# Live Plants Now At Finatics!!!



## finatics (May 23, 2006)

Hello again everyone! Well I am getting into selling "live aquarium plants" and "community fish" on a much larger scale now! So here is a sampling of what will be available for FRIDAY JUNE 25th! I apologize to anyone who read this earlier but my supplier informed me earlier today that my shipment has been held up and I will not be recieving it until next week! Thanks for looking and hope to see many of you soon! mb

LIVE PLANTS: 
-aponogeton crispus $3.99
-aponogeton natans $3.99
-aponogeton undulatus $3.99
-aponogeton boivanianus $14.99
-aponogeton longiplumosus $14.99
-aponogeton ulvaceus $14.99
-crinum thaianum $7.99
-echinodorus rose $11.99
-echinodorus osiris $11.99
-echinodorus bhleri $4.99
-bananna plants $3.99
-red tiger lotus $7.99
-anubias nana $9.99
-anubias barteri $9.99
-anubias congensis $9.99
-cryptocorne balansae/bunched $5.99
-cryptocorne becketti/bunched $5.99
-cryptocorne ponditerfolia/bunched $5.99
-cryptocorne wendti/bunched $5.99
-microsorium "java ferns"/bunched $5.99
-saggitaria/bunched $3.99
-vallisineria/bunched - 2-3 kinds! $3.99 
-giant hygrophilla/bunched $3.99
-sunset hygrophilla/bunched $3.99
-green hygrophilla/bunched $3.99
-red ludwigia/bunched $3.99
-elodia/bunched $3.99
-ambulia/bunched $3.99
-wisteria/bunched $3.99
-hornworth/bunched $3.99
-pennyworth/bunched $3.99
-moss balls $9.99 each
-riccia in cups $4.99
-java moss in cups $4.99
thats all for now! thanks for your continued support! mb

FINATICS AQUARIUM STORE
599 Kennedy Road in Scarborough
-just minutes from Kennedy Subway
-just minutes south of HWY 401
CLOSED MONDAYS AND TUESDAYS for service calls!
OPEN WEDNESDAY TO FRIDAY 11am TO 9pm
OPEN SATURDAY AND SUNDAY 11am TO 5pm
416-265-2026


----------



## Ital_stal (Jun 4, 2010)

Insane Quality! Exceptional Prices!
Mike is the guy to see!
A+++

-A.J.


----------



## Twiggles (Jun 6, 2010)

could you guys get any more mosses, like weeping moss or anything like that?


----------



## finatics (May 23, 2006)

SORRY for the unexpected delays! the plant shipment has been put off until next week for arrival due to some complications on the shippers end! Anyways he has promised me a full order and will have it all ready for June 25th.... thanks for your understanding! mb

ps... I need latin names of plants... the list I order from is all in latin names! sorry.... thanks again.. mb


----------



## Guest (Jun 18, 2010)

finatics said:


> ps... I need latin names of plants... the list I order from is all in latin names! sorry.... thanks again.. mb


buy a book...there's plenty to choose from


----------



## KhuliLoachFan (Mar 8, 2008)

I want some aponogeton crispus (Ruffled Sword) - is the origin on that Sri Lanka?

W


----------



## TBemba (Jan 11, 2010)

Here is a site Mike that has some plants pictures and names.

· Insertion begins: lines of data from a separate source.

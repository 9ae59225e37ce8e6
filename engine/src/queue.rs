//! Priority queue of pending operations with bounded retries.
//!
//! Only the bookkeeping lives here: ordering, attempt counting and the
//! backoff to wait before an entry comes around again. Executing entries is
//! up to the owner.

use crate::{OperationKind, Timestamp};
use std::collections::VecDeque;

/// Default attempt budget per entry.
pub const DEFAULT_MAX_ATTEMPTS: u32 = 3;

/// Base of the linear requeue backoff.
pub const REQUEUE_BACKOFF_MS: u64 = 1_000;

#[derive(Debug, Clone, PartialEq, Eq)]
pub struct QueueEntry<T> {
    pub id: u64,
    pub kind: OperationKind,
    pub payload: T,
    /// Higher runs first
    pub priority: i32,
    pub attempts: u32,
    pub max_attempts: u32,
    pub enqueued_at: Timestamp,
}

/// What happened to a failed entry.
#[derive(Debug, Clone, PartialEq, Eq)]
pub enum FailOutcome<T> {
    /// Moved to the tail; wait `delay_ms` before processing again
    Requeued { delay_ms: u64 },
    /// Attempt budget exhausted, entry removed
    Dropped(QueueEntry<T>),
}

#[derive(Debug, Clone)]
pub struct PendingQueue<T> {
    entries: VecDeque<QueueEntry<T>>,
    next_id: u64,
    max_attempts: u32,
}

impl<T> Default for PendingQueue<T> {
    fn default() -> Self {
        Self::new(DEFAULT_MAX_ATTEMPTS)
    }
}

impl<T> PendingQueue<T> {
    pub fn new(max_attempts: u32) -> Self {
        Self {
            entries: VecDeque::new(),
            next_id: 1,
            max_attempts: max_attempts.max(1),
        }
    }

    /// Add an entry and keep the queue sorted by descending priority.
    /// Entries of equal priority stay in insertion order.
    pub fn push(&mut self, kind: OperationKind, payload: T, priority: i32, now: Timestamp) -> u64 {
        let max_attempts = self.max_attempts;
        self.push_with_attempts(kind, payload, priority, max_attempts, now)
    }

    /// Like [`push`](Self::push) with a per-entry attempt budget.
    pub fn push_with_attempts(
        &mut self,
        kind: OperationKind,
        payload: T,
        priority: i32,
        max_attempts: u32,
        now: Timestamp,
    ) -> u64 {
        let id = self.next_id;
        self.next_id += 1;

        self.entries.push_back(QueueEntry {
            id,
            kind,
            payload,
            priority,
            attempts: 0,
            max_attempts: max_attempts.max(1),
            enqueued_at: now,
        });
        self.entries
            .make_contiguous()
            .sort_by(|a, b| b.priority.cmp(&a.priority));

        id
    }

    pub fn front(&self) -> Option<&QueueEntry<T>> {
        self.entries.front()
    }

    pub fn pop_front(&mut self) -> Option<QueueEntry<T>> {
        self.entries.pop_front()
    }

    /// Remove the head after it ran successfully.
    pub fn complete(&mut self) -> Option<QueueEntry<T>> {
        self.entries.pop_front()
    }

    /// Record a failure of the head entry.
    pub fn fail(&mut self) -> Option<FailOutcome<T>> {
        let entry = self.entries.pop_front()?;
        Some(self.fail_entry(entry))
    }

    /// Record a failure of an entry taken off the queue with
    /// [`pop_front`](Self::pop_front).
    pub fn fail_entry(&mut self, mut entry: QueueEntry<T>) -> FailOutcome<T> {
        entry.attempts += 1;
        if entry.attempts >= entry.max_attempts {
            return FailOutcome::Dropped(entry);
        }

        let delay_ms = REQUEUE_BACKOFF_MS * u64::from(entry.attempts);
        self.entries.push_back(entry);
        FailOutcome::Requeued { delay_ms }
    }

    pub fn clear(&mut self) {
        self.entries.clear();
    }

    pub fn len(&self) -> usize {
        self.entries.len()
    }

    pub fn is_empty(&self) -> bool {
        self.entries.is_empty()
    }

    pub fn iter(&self) -> impl Iterator<Item = &QueueEntry<T>> {
        self.entries.iter()
    }
}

Someone that knows plants better might supply a better site http://www.freshwateraquariumplants.com/Merchant2/merchant.mvc?page=FAP/CTGY/AP

Cheers,

Tim


----------



## AquariAM (Jan 28, 2010)

h_s said:


> buy a book...there's plenty to choose from


Harold. Thank you for cracking me up. I really needed it.


----------



## finatics (May 23, 2006)

HA HA! LOL.... anyways... I have a few books good books already including the Tropica ones! HOWEVER if someone wants something then I want them (the customer!) to get me the latin name so it will make my life easier... no offence to the person(s) who want things but I have too much to do already and you can save me time too cause if you know the common name then you probably know the latin name! and as you know Harold and Pablo there can be several names attached to a common name! for example... a "lemon cichlid" lmao right back at ya! thanks everyone! mb


----------



## KhuliLoachFan (Mar 8, 2008)

What kills me is that the darn scientists can't stop mucking about with the taxonomic hierarchy. Ergo, even the Latin names change. And could someone get around to giving Hap. Species #44 a name, before they rename everything else six times. And there's a pile of L-numbers Loricariid sp. needing names too. Thanks. 

W


----------



## AquariAM (Jan 28, 2010)

KhuliLoachFan said:


> What kills me is that the darn scientists can't stop mucking about with the taxonomic hierarchy. Ergo, even the Latin names change. And could someone get around to giving Hap. Species #44 a name, before they rename everything else six times. And there's a pile of L-numbers Loricariid sp. needing names too. Thanks.
> 
> W


Taxonomy is a little bit more complicated than that man.

Hap species 44 doesn't have a name because it hasn't been morphologically classified properly. Neither have many pleco species. If you're not sure it's an ancistrus you can't very well shove it in the ancistrus family.


----------



## KhuliLoachFan (Mar 8, 2008)

I know. I'm just making fun of the scientists a bit. 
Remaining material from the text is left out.